── Material shown

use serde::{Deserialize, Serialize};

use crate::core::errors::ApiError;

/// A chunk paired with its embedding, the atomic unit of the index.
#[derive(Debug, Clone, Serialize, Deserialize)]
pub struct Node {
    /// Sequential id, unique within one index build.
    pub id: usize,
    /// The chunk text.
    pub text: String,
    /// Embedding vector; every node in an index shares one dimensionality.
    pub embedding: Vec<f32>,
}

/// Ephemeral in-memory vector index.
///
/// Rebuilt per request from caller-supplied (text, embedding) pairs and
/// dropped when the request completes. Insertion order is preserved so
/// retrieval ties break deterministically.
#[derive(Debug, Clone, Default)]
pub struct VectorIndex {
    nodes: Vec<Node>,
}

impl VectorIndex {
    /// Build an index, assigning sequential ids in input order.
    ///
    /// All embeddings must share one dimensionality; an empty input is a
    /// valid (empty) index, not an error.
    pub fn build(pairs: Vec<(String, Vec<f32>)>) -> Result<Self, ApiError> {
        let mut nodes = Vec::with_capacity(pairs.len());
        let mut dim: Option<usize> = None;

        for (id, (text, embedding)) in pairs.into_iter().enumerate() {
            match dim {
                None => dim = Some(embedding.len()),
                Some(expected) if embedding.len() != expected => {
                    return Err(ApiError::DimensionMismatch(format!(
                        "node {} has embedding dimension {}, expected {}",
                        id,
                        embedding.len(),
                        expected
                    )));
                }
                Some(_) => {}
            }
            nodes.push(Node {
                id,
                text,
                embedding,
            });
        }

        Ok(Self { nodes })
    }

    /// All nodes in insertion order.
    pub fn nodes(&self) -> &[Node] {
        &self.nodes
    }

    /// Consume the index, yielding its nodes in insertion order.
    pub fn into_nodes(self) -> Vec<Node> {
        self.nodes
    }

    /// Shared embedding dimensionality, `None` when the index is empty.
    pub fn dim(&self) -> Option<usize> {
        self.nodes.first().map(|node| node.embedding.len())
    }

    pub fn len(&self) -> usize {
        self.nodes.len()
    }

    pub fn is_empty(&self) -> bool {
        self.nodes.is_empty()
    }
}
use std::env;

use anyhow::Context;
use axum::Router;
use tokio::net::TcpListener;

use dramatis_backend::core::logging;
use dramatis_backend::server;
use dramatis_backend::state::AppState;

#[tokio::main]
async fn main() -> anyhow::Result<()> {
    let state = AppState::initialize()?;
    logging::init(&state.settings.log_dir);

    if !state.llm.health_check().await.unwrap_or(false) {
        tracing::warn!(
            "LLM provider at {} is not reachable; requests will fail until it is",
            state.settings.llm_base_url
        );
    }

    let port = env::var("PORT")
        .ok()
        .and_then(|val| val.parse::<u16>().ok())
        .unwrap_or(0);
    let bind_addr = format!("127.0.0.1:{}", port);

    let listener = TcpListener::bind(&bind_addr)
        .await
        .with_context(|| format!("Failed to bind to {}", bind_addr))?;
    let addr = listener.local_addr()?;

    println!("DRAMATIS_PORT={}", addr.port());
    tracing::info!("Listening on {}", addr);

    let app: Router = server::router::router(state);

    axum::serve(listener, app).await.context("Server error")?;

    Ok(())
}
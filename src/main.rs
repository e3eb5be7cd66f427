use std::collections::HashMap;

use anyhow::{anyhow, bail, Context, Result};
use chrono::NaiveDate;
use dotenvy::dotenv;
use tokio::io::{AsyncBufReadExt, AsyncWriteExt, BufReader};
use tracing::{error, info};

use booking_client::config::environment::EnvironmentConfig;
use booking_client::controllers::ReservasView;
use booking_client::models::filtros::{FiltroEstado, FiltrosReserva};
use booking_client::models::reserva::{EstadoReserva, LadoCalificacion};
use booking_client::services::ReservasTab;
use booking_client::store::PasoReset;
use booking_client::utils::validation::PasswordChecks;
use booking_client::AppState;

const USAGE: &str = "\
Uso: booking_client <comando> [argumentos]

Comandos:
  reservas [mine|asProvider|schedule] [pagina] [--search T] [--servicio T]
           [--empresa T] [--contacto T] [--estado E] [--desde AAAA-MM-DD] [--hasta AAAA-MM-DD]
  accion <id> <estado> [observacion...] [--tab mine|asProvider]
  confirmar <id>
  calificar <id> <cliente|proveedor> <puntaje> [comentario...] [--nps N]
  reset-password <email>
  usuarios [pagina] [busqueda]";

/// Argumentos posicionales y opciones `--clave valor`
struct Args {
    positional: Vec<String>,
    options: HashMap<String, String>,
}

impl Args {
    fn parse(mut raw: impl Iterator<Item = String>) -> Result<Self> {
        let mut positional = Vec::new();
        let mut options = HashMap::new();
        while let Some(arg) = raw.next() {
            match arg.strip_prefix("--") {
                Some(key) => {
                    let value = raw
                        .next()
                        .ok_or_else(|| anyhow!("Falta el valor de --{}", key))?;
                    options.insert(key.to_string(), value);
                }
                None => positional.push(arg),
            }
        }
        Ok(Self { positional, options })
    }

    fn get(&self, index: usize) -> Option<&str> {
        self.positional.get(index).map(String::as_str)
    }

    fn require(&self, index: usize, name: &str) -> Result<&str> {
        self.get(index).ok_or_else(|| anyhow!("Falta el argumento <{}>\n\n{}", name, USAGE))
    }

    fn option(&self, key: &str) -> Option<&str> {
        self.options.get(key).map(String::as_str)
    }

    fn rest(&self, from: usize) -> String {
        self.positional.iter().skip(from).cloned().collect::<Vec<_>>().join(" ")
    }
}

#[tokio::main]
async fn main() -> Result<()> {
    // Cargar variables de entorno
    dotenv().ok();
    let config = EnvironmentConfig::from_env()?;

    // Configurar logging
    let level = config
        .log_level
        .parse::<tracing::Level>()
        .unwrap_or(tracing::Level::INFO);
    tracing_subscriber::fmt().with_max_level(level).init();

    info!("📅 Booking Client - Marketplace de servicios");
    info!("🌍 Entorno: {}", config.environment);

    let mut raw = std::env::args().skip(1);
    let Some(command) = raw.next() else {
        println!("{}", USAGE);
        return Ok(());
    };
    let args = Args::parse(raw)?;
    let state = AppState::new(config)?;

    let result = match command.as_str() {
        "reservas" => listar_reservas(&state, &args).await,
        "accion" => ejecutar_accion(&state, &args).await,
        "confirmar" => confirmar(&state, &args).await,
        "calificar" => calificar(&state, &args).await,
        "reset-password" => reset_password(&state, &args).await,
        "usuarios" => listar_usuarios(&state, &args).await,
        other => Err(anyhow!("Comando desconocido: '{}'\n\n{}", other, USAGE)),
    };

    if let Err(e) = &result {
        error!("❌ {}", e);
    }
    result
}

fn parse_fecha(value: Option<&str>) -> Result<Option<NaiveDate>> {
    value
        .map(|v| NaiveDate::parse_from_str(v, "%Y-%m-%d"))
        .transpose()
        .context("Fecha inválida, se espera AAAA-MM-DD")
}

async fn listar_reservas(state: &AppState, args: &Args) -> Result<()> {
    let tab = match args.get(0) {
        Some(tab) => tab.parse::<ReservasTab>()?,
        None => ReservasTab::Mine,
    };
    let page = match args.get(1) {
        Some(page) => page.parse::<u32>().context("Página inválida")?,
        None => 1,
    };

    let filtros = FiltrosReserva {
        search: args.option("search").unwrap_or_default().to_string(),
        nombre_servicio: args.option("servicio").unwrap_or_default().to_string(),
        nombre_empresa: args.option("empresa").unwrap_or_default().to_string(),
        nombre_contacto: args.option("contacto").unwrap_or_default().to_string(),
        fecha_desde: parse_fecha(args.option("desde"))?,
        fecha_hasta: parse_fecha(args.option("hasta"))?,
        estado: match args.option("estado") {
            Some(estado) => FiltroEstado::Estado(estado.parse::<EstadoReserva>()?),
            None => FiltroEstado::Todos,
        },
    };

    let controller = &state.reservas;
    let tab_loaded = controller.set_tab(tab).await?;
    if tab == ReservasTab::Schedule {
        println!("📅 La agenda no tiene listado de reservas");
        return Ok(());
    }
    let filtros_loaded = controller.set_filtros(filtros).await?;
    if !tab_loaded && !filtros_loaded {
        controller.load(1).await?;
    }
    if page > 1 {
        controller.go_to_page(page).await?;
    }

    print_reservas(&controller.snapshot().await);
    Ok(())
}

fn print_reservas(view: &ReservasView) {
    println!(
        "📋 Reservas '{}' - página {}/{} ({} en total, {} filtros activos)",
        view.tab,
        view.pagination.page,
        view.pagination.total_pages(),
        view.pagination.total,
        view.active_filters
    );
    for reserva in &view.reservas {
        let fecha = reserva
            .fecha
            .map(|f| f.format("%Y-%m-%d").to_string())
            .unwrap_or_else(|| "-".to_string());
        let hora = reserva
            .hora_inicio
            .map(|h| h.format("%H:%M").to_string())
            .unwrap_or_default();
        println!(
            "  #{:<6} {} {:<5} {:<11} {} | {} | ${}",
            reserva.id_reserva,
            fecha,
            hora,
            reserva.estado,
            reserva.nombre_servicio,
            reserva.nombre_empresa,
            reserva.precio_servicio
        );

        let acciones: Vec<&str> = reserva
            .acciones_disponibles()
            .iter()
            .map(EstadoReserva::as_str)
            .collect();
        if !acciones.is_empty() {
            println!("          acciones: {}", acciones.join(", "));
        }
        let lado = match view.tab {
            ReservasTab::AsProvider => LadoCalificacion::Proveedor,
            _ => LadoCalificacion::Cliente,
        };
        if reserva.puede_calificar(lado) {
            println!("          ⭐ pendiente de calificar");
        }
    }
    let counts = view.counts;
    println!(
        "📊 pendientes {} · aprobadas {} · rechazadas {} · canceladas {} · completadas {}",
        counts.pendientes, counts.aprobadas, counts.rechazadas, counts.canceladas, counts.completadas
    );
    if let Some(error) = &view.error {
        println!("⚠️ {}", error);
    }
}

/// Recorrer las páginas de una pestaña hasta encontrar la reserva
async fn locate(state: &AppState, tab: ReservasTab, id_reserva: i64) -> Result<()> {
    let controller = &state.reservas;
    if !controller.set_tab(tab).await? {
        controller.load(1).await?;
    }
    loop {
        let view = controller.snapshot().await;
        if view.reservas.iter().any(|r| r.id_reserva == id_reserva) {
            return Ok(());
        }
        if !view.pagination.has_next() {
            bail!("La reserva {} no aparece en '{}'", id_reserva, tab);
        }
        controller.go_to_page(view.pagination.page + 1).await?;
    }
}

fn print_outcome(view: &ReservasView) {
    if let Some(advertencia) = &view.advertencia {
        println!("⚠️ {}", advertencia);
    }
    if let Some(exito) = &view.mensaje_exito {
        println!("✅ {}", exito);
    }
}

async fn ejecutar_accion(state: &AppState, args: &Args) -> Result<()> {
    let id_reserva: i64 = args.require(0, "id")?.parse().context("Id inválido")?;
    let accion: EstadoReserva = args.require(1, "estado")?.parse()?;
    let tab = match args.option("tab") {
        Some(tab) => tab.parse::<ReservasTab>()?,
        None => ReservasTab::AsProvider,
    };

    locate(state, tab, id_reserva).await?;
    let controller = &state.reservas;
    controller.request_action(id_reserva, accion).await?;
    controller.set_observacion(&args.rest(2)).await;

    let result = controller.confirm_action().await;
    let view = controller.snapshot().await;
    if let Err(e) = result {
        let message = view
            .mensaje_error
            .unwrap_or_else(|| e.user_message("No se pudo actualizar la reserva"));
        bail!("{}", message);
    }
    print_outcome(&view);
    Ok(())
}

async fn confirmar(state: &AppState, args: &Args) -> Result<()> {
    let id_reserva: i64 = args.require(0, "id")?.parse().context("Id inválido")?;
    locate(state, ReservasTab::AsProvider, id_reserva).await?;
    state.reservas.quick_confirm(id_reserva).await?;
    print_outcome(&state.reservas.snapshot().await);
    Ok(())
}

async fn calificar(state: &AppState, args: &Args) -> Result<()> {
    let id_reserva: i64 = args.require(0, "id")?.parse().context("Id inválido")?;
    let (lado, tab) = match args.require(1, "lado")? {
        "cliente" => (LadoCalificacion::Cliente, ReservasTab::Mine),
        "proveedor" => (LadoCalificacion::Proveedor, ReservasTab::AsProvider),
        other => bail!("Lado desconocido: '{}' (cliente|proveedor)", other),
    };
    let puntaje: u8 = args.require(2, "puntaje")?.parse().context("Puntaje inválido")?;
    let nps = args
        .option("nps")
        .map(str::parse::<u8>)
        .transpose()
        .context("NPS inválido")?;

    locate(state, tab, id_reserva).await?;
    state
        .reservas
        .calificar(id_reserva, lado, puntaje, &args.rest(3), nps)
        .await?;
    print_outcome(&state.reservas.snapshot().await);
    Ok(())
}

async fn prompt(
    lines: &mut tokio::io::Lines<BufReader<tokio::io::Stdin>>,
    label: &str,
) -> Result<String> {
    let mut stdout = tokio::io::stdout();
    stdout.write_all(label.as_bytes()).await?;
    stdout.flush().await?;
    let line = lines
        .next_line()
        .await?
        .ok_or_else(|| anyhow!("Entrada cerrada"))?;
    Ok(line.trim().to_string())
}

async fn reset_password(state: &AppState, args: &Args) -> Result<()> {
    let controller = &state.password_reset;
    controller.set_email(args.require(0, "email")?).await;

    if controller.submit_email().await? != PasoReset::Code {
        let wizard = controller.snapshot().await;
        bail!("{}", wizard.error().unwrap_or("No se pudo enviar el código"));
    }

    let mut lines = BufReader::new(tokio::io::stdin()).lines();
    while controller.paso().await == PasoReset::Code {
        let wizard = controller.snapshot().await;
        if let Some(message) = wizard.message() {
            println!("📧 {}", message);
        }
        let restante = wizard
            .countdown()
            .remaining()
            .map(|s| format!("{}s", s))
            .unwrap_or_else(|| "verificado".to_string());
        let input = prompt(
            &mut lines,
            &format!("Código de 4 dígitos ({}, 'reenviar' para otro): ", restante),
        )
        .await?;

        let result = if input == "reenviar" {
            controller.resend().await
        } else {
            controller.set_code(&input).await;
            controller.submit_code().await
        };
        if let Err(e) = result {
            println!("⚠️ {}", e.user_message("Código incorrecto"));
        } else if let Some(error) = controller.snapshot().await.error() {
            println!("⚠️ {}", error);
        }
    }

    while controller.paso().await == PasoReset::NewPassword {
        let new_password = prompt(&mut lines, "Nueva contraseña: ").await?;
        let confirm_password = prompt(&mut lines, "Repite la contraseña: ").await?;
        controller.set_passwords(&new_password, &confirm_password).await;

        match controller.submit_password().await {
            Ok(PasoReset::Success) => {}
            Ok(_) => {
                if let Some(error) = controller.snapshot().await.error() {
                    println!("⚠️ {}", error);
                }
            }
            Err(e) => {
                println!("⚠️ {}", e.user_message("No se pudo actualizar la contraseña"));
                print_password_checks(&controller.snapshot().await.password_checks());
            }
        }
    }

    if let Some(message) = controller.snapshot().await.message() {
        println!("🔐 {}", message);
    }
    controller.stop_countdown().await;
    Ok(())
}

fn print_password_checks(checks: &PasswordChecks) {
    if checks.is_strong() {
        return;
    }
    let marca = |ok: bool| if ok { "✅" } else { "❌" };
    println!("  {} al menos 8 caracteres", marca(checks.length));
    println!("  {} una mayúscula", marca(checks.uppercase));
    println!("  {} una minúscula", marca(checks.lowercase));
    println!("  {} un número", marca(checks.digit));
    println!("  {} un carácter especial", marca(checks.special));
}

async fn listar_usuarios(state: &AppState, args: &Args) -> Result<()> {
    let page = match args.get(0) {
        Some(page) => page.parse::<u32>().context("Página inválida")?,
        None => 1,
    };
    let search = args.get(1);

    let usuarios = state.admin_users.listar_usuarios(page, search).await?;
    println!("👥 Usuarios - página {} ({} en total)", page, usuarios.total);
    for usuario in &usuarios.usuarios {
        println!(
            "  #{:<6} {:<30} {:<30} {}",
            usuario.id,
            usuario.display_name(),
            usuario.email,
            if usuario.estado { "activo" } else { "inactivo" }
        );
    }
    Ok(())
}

────
── Material shown

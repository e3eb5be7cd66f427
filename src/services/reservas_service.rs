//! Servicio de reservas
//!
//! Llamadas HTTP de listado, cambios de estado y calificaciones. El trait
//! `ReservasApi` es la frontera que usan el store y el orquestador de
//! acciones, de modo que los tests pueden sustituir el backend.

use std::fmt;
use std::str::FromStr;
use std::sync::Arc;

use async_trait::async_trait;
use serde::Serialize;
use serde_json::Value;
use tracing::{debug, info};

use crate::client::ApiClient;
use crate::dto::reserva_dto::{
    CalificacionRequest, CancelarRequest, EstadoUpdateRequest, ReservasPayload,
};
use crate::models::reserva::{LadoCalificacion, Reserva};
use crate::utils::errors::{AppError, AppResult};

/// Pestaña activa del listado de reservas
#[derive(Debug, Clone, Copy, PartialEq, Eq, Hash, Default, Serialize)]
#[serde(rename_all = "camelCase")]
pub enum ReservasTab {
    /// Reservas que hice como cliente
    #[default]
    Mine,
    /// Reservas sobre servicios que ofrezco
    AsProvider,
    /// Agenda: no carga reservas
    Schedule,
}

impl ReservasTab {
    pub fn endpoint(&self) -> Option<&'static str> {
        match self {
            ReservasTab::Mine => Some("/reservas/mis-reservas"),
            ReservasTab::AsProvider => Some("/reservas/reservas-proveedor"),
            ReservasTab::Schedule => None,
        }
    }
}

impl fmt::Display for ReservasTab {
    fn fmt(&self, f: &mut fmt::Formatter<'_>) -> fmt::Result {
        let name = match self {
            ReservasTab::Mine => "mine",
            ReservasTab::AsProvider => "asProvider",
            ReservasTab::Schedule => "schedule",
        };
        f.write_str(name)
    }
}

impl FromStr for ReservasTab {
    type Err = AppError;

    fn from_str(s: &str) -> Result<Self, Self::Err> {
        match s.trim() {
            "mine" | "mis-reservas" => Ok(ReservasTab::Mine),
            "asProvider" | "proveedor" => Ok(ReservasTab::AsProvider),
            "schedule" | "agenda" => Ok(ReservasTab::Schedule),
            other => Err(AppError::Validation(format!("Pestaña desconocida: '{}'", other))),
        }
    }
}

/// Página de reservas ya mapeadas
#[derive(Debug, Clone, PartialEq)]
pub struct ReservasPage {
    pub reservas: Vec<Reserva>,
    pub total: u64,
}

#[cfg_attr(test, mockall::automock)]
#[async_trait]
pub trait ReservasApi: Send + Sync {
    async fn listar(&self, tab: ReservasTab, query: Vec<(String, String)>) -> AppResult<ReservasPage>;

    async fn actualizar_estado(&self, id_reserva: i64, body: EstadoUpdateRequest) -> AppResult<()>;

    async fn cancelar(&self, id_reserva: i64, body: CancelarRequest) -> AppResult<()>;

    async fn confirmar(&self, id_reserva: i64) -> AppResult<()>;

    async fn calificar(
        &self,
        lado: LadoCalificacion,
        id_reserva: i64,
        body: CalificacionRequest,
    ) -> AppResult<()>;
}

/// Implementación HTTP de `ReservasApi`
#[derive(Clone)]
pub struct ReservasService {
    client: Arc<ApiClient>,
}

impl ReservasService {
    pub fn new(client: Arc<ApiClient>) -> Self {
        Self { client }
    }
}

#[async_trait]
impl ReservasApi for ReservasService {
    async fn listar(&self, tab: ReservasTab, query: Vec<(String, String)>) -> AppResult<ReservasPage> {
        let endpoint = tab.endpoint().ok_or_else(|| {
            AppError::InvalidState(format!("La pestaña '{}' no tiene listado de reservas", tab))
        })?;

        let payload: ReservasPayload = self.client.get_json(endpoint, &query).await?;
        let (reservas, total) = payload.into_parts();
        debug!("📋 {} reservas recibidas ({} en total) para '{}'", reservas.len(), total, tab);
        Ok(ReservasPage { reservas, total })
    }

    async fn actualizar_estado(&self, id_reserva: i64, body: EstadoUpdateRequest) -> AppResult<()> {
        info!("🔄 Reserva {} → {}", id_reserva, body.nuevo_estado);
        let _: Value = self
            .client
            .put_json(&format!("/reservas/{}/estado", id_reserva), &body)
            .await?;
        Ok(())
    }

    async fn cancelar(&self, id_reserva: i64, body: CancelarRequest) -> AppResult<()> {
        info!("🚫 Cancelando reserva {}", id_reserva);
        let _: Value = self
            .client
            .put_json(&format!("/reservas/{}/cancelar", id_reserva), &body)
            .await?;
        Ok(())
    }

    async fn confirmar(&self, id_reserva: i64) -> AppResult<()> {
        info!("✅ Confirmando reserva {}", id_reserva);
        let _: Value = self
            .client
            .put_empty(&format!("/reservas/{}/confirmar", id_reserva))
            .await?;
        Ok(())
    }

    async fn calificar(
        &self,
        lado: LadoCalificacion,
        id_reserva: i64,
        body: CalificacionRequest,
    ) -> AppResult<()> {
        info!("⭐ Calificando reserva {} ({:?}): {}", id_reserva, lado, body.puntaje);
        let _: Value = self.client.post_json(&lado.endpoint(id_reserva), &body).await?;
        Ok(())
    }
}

────

— Task to complete —
Scan the material above for the string "ApiError" and report each line where you find it.

— Expected answer —
use crate::core::errors::ApiError;
    pub fn build(pairs: Vec<(String, Vec<f32>)>) -> Result<Self, ApiError> {
                    return Err(ApiError::DimensionMismatch(format!(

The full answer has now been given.